Steve Sogge

Profile
- Position: Quarterback

Personal information
- Born: April 20, 1947 (age 79)
- Listed height: 5 ft 10 in (1.78 m)
- Listed weight: 174 lb (79 kg)

Career information
- High school: Gardena
- College: USC (1966–1968);

Awards and highlights
- National champion (1967); Third-team All-American (1968); First-team All-Pac-8 (1968);

= Steve Sogge =

American football and baseball player (born 1947)

Steven Sogge (born April 20, 1947) is an American former football and baseball player.

Sogge played at the quarterback position for Gardena High School. He passed for 2,361 yards as a senior and was selected as a Parade All-American. In 2021, USA Today rated him as one of the ten greatest quarterbacks in California high school football history.

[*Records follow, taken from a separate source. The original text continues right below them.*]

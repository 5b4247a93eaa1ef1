mod matcher;
mod offer;

pub use matcher::{match_offer, LaunchTemplate};
pub use offer::{Offer, OfferDecision, OfferId, Resource, Resources, CPUS, MEM};
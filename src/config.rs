//! # Config
//!
//! The Powertools environment variable contract

use std::env;
use tracing::warn;

pub const SERVICE_NAME_ENV: &str = "POWERTOOLS_SERVICE_NAME";
pub const METRICS_NAMESPACE_ENV: &str = "POWERTOOLS_METRICS_NAMESPACE";
pub const TRACE_DISABLED_ENV: &str = "POWERTOOLS_TRACE_DISABLED";
pub const TRACE_MIDDLEWARES_ENV: &str = "POWERTOOLS_TRACE_MIDDLEWARES";
pub const LOGGER_LOG_EVENT_ENV: &str = "POWERTOOLS_LOGGER_LOG_EVENT";
pub const LOGGER_SAMPLE_RATE_ENV: &str = "POWERTOOLS_LOGGER_SAMPLE_RATE";
pub const LOG_LEVEL_ENV: &str = "LOG_LEVEL";
pub const FUNCTION_NAME_ENV: &str = "AWS_LAMBDA_FUNCTION_NAME";

/// Settings read from the Lambda environment
///
/// Only the service name, namespace and function name drive the metrics collector, the rest are
/// parsed for applications wiring up their own tracing and logging.
#[derive(Debug, Clone, Default, PartialEq)]
pub struct PowertoolsEnv {
    /// Added as the `service` dimension
    pub service_name: Option<String>,
    pub metrics_namespace: Option<String>,
    pub trace_disabled: bool,
    pub trace_middlewares: Vec<String>,
    pub logger_log_event: bool,
    /// Debug sampling rate between 0.0 and 1.0
    pub logger_sample_rate: Option<f64>,
    pub log_level: Option<String>,
    pub function_name: Option<String>,
}

impl PowertoolsEnv {
    /// Create configuration from environment variables
    pub fn from_env() -> Self {
        Self::from_lookup(|name| env::var(name).ok())
    }

    /// Create configuration from an arbitrary variable lookup
    pub fn from_lookup(lookup: impl Fn(&str) -> Option<String>) -> Self {
        // blank values count as unset
        let var = |name: &str| lookup(name).map(|v| v.trim().to_string()).filter(|v| !v.is_empty());

        let logger_sample_rate = var(LOGGER_SAMPLE_RATE_ENV).and_then(|raw| match raw.parse::<f64>() {
            Ok(rate) if (0.0..=1.0).contains(&rate) => Some(rate),
            _ => {
                warn!("Ignoring {LOGGER_SAMPLE_RATE_ENV}={raw}, expected a number between 0 and 1");
                None
            }
        });

        Self {
            service_name: var(SERVICE_NAME_ENV),
            metrics_namespace: var(METRICS_NAMESPACE_ENV),
            trace_disabled: var(TRACE_DISABLED_ENV).is_some_and(|v| parse_bool(&v)),
            trace_middlewares: var(TRACE_MIDDLEWARES_ENV)
                .map(|v| {
                    v.split(',')
                        .map(str::trim)
                        .filter(|m| !m.is_empty())
                        .map(str::to_string)
                        .collect()
                })
                .unwrap_or_default(),
            logger_log_event: var(LOGGER_LOG_EVENT_ENV).is_some_and(|v| parse_bool(&v)),
            logger_sample_rate,
            log_level: var(LOG_LEVEL_ENV).map(|v| v.to_lowercase()),
            function_name: var(FUNCTION_NAME_ENV),
        }
    }
}

fn parse_bool(value: &str) -> bool {
    value.eq_ignore_ascii_case("true") || value == "1"
}
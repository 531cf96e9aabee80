use criterion::{criterion_group, criterion_main, Criterion};
use powertools_metrics_emf::MetricUnit;

fn criterion_benchmark(c: &mut Criterion) {
    let metrics = powertools_metrics_emf::Builder::new()
        .cloudwatch_namespace("ServerlessAirline")
        .service("booking")
        .with_writer(std::io::sink())
        .build()
        .unwrap();

    c.bench_function("flush", |b| {
        b.iter(|| {
            metrics.add_metric("BookingConfirmation", MetricUnit::Count, 1).unwrap();
            metrics.add_metric("PaymentLatency", MetricUnit::Milliseconds, 2.5).unwrap();
            metrics.add_metric("SeatUtilization", MetricUnit::Percent, 7).unwrap();
            metrics.add_metadata("booking_id", "7051cd10").flush().unwrap()
        })
    });

    c.bench_function("add_metric_with_auto_flush", |b| {
        let mut i = 0u32;
        b.iter(|| {
            i = i.wrapping_add(1);
            metrics.add_metric(format!("metric_{}", i % 150), MetricUnit::Count, i).unwrap();
        })
    });
}

criterion_group!(benches, criterion_benchmark);
criterion_main!(benches);
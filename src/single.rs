//! # Single Metric
//!
//! A one-off metric with its own dimension set, written independently of the collector's batch

use super::collector::Collector;
use super::error::Result;
use super::metric_set::MetricSet;
use super::unit::MetricUnit;
use serde_json::value::Value;
use tracing::{debug, error};

/// Guard returned by [Collector::single_metric]
///
/// Neither the collector's dimensions nor its default dimensions apply. The metric is written
/// when [close](SingleMetric::close) is called or when the guard is dropped.
///
/// # Example
/// ```
/// use powertools_metrics_emf::MetricUnit;
///
/// let metrics = powertools_metrics_emf::Builder::new()
///     .cloudwatch_namespace("ServerlessAirline")
///     .build()
///     .unwrap();
///
/// let mut metric = metrics.single_metric("ColdStart", MetricUnit::Count, 1).unwrap();
/// metric.add_dimension("function_context", "$LATEST");
/// metric.close().unwrap();
/// ```
pub struct SingleMetric<'a> {
    collector: &'a Collector,
    set: MetricSet,
    closed: bool,
}

impl<'a> SingleMetric<'a> {
    pub(crate) fn new(
        collector: &'a Collector,
        namespace: Option<String>,
        name: String,
        unit: MetricUnit,
        value: f64,
    ) -> Result<Self> {
        let mut set = MetricSet::with_namespace(namespace);
        set.add_metric(name, unit, value)?;
        Ok(Self {
            collector,
            set,
            closed: false,
        })
    }

    pub fn add_dimension(&mut self, name: impl Into<String>, value: impl Into<String>) -> &mut Self {
        self.set.add_dimension(name.into(), value.into());
        self
    }

    pub fn add_metadata(&mut self, key: impl Into<String>, value: impl Into<Value>) -> &mut Self {
        self.set.add_metadata(key.into(), value.into());
        self
    }

    /// Publish under a different namespace than the collector's
    pub fn namespace(&mut self, name: impl Into<String>) -> &mut Self {
        self.set.replace_namespace(name.into());
        self
    }

    /// Validate and write the metric, surfacing any error
    pub fn close(mut self) -> Result<()> {
        self.closed = true;
        debug!("Publishing single metric");
        self.collector.write_document(&self.set, &[])
    }
}

impl Drop for SingleMetric<'_> {
    fn drop(&mut self) {
        if self.closed {
            return;
        }
        if let Err(e) = self.collector.write_document(&self.set, &[]) {
            error!("Failed to publish single metric: {e}");
        }
    }
}
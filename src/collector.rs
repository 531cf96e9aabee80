//! # Collector
//!
//! Metrics aggregator + emitter returned from powertools_metrics_emf::Builder

use super::error::{MetricsError, Result};
use super::metric_set::{self, MetricSet, MAX_METRICS, MAX_VALUES_PER_METRIC};
use super::single::SingleMetric;
use super::unit::MetricUnit;
use metrics::SharedString;
use serde_json::value::Value;
use std::collections::HashMap;
use std::io::Write;
use std::sync::atomic::{AtomicU64, Ordering};
use std::sync::{Arc, Mutex, MutexGuard, PoisonError};
use std::time::{SystemTime, UNIX_EPOCH};
use tracing::{debug, error};

/// Destination for serialized metric documents
pub type Output = Box<dyn Write + Send>;

/// Configuration via Builder
pub struct Config {
    pub cloudwatch_namespace: Option<String>,
    pub default_dimensions: Vec<(String, String)>,
    pub service: Option<String>,
    pub timestamp: Option<u64>,
    pub raise_on_empty_metrics: bool,
    #[cfg(feature = "lambda")]
    pub function_name: Option<String>,
    #[cfg(feature = "lambda")]
    pub lambda_cold_start: Option<&'static str>,
    #[cfg(feature = "lambda")]
    pub lambda_request_id: Option<&'static str>,
    #[cfg(feature = "lambda")]
    pub lambda_xray_trace_id: Option<&'static str>,
}

/// Collector state used to accumulate metrics and register recorder handles
/// This lives within a mutex
struct CollectorState {
    set: MetricSet,
    /// Units from describe_xxx, keyed by metric name
    units: HashMap<String, MetricUnit>,
    /// Gauges keep their current value across registrations
    gauges: HashMap<String, Arc<GaugeHandle>>,
}

/// Embedded CloudWatch Metrics aggregator + emitter
///
/// Use [Builder](super::Builder) to construct
///
/// # Example
/// ```
/// use powertools_metrics_emf::MetricUnit;
///
/// let metrics = powertools_metrics_emf::Builder::new()
///     .cloudwatch_namespace("ServerlessAirline")
///     .with_dimension("environment", "prod")
///     .build()
///     .unwrap();
///
/// metrics.add_metric("SuccessfulBooking", MetricUnit::Count, 1).unwrap();
/// metrics.add_metadata("booking_id", "7051cd10");
/// metrics.flush().unwrap();
/// ```
pub struct Collector {
    state: Mutex<CollectorState>,
    output: Mutex<Output>,
    #[cfg(feature = "lambda")]
    cold_start: std::sync::atomic::AtomicBool,
    pub config: Config,
}
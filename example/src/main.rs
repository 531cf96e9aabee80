use lambda_runtime::{service_fn, Error, LambdaEvent};
use powertools_metrics_emf::{lambda::MetricsLayer, Collector, MetricUnit, PowertoolsEnv};
use serde::{Deserialize, Serialize};
use tower::Layer;
use tracing::info;

#[derive(Deserialize)]
struct Request {
    booking_id: String,
    #[serde(default)]
    refund: bool,
}

#[derive(Serialize)]
struct Response {
    req_id: String,
}

async fn function_handler(metrics: &Collector, event: LambdaEvent<Request>) -> Result<Response, Error> {
    info!("Confirming booking {}", event.payload.booking_id);

    metrics.add_dimension("operation", "confirm_booking");
    metrics.add_metric("BookingConfirmation", MetricUnit::Count, 1)?;
    metrics.add_metadata("booking_id", event.payload.booking_id.as_str());

    if event.payload.refund {
        // refunds are tracked without the operation dimension
        let mut refund = metrics.single_metric("Refund", MetricUnit::Count, 1)?;
        refund.add_dimension("payment", "card");
        refund.close()?;
    }

    // recorded through the metrics facade
    metrics::histogram!("ConfirmationLatency").record(12.5);

    Ok(Response {
        req_id: event.context.request_id,
    })
}

#[tokio::main]
async fn main() -> Result<(), Error> {
    let env = PowertoolsEnv::from_env();

    tracing_subscriber::fmt()
        .json()
        .with_env_filter(
            tracing_subscriber::filter::EnvFilter::try_new(env.log_level.as_deref().unwrap_or("info"))
                .unwrap_or_else(|_| tracing_subscriber::filter::EnvFilter::new("info")),
        )
        .with_target(false)
        .with_current_span(false)
        .without_time()
        .init();

    let metrics = powertools_metrics_emf::Builder::from_powertools_env(&env)
        .lambda_cold_start_metric("ColdStart")
        .with_lambda_request_id("RequestId")
        .with_lambda_xray_trace_id("TraceId")
        .init()?;

    metrics::describe_histogram!("ConfirmationLatency", metrics::Unit::Milliseconds, "");

    info!("Hello from main");

    let handler = service_fn(move |event| function_handler(metrics, event));
    lambda_runtime::run(MetricsLayer::new(metrics).layer(handler)).await
}
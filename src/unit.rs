//! # Unit
//!
//! Units supported by CloudWatch for a MetricDatum
//!
//! <https://docs.aws.amazon.com/AmazonCloudWatch/latest/APIReference/API_MetricDatum.html>

use super::error::MetricsError;
use serde::{Serialize, Serializer};
use std::fmt;
use std::str::FromStr;

/// Declares [MetricUnit] along with its lookup table and CloudWatch strings
macro_rules! metric_units {
    ($($(#[$meta:meta])* $variant:ident => $value:literal,)*) => {
        /// A CloudWatch metric unit
        #[derive(Debug, Clone, Copy, PartialEq, Eq, Hash)]
        pub enum MetricUnit {
            $($(#[$meta])* $variant,)*
        }

        /// (unit, variant name, CloudWatch value)
        const UNITS: &[(MetricUnit, &str, &str)] = &[$((MetricUnit::$variant, stringify!($variant), $value),)*];

        impl MetricUnit {
            /// The string CloudWatch expects in the `Unit` field
            pub fn as_str(&self) -> &'static str {
                match self {
                    $(MetricUnit::$variant => $value,)*
                }
            }
        }
    };
}

metric_units! {
    Seconds => "Seconds",
    Microseconds => "Microseconds",
    Milliseconds => "Milliseconds",
    Bytes => "Bytes",
    Kilobytes => "Kilobytes",
    Megabytes => "Megabytes",
    Gigabytes => "Gigabytes",
    Terabytes => "Terabytes",
    Bits => "Bits",
    Kilobits => "Kilobits",
    Megabits => "Megabits",
    Gigabits => "Gigabits",
    Terabits => "Terabits",
    Percent => "Percent",
    Count => "Count",
    BytesPerSecond => "Bytes/Second",
    KilobytesPerSecond => "Kilobytes/Second",
    MegabytesPerSecond => "Megabytes/Second",
    GigabytesPerSecond => "Gigabytes/Second",
    TerabytesPerSecond => "Terabytes/Second",
    BitsPerSecond => "Bits/Second",
    KilobitsPerSecond => "Kilobits/Second",
    MegabitsPerSecond => "Megabits/Second",
    GigabitsPerSecond => "Gigabits/Second",
    TerabitsPerSecond => "Terabits/Second",
    CountPerSecond => "Count/Second",
    /// Explicitly unitless
    NoUnit => "None",
}

impl fmt::Display for MetricUnit {
    fn fmt(&self, f: &mut fmt::Formatter<'_>) -> fmt::Result {
        f.write_str(self.as_str())
    }
}

impl Serialize for MetricUnit {
    fn serialize<S: Serializer>(&self, serializer: S) -> Result<S::Ok, S::Error> {
        serializer.serialize_str(self.as_str())
    }
}

/// Accepts either the CloudWatch value ("Count/Second") or the variant name ("CountPerSecond")
impl FromStr for MetricUnit {
    type Err = MetricsError;

    fn from_str(s: &str) -> Result<Self, Self::Err> {
        UNITS
            .iter()
            .find(|(_, name, value)| *value == s || *name == s)
            .map(|(unit, _, _)| *unit)
            .ok_or_else(|| {
                let options: Vec<&str> = UNITS.iter().map(|(_, name, _)| *name).collect();
                MetricsError::MetricUnit(format!("'{s}', expected either option: {options:?}"))
            })
    }
}

impl TryFrom<&str> for MetricUnit {
    type Error = MetricsError;

    fn try_from(s: &str) -> Result<Self, Self::Error> {
        s.parse()
    }
}

impl TryFrom<String> for MetricUnit {
    type Error = MetricsError;

    fn try_from(s: String) -> Result<Self, Self::Error> {
        s.parse()
    }
}

/// Convert a metrics::Unit into the closest CloudWatch unit
///
/// CloudWatch has no nanosecond unit so that conversion fails
impl TryFrom<metrics::Unit> for MetricUnit {
    type Error = MetricsError;

    fn try_from(unit: metrics::Unit) -> Result<Self, Self::Error> {
        Ok(match unit {
            metrics::Unit::Count => MetricUnit::Count,
            metrics::Unit::Percent => MetricUnit::Percent,
            metrics::Unit::Seconds => MetricUnit::Seconds,
            metrics::Unit::Milliseconds => MetricUnit::Milliseconds,
            metrics::Unit::Microseconds => MetricUnit::Microseconds,
            metrics::Unit::Nanoseconds => {
                return Err(MetricsError::MetricUnit("Nanoseconds is not supported by CloudWatch".into()))
            }
            metrics::Unit::Tebibytes => MetricUnit::Terabytes,
            metrics::Unit::Gibibytes => MetricUnit::Gigabytes,
            metrics::Unit::Mebibytes => MetricUnit::Megabytes,
            metrics::Unit::Kibibytes => MetricUnit::Kilobytes,
            metrics::Unit::Bytes => MetricUnit::Bytes,
            metrics::Unit::TerabitsPerSecond => MetricUnit::TerabitsPerSecond,
            metrics::Unit::GigabitsPerSecond => MetricUnit::GigabitsPerSecond,
            metrics::Unit::MegabitsPerSecond => MetricUnit::MegabitsPerSecond,
            metrics::Unit::KilobitsPerSecond => MetricUnit::KilobitsPerSecond,
            metrics::Unit::BitsPerSecond => MetricUnit::BitsPerSecond,
            metrics::Unit::CountPerSecond => MetricUnit::CountPerSecond,
        })
    }
}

Sogge played at the quarterback position for the USC Trojans football team from 1966 to 1968. He was the starting quarterback of the 1967 USC Trojans football team that won the national championship and the 1968 team that was ranked No. 2 in the final Coaches Poll. He was also selected by the AP, UPI, and Pac-8 coaches as the first-team quarterback on the 1968 All-Pacific-8 Conference football team.

Sogge also played baseball as a catcher for USC. In January 1969, he signed a minor-league contract with the Los Angeles Dodgers. He played in the minor league for the Albuquerque Dodgers (1969), Spokane Indians (1970), and Tucson Toros (1971).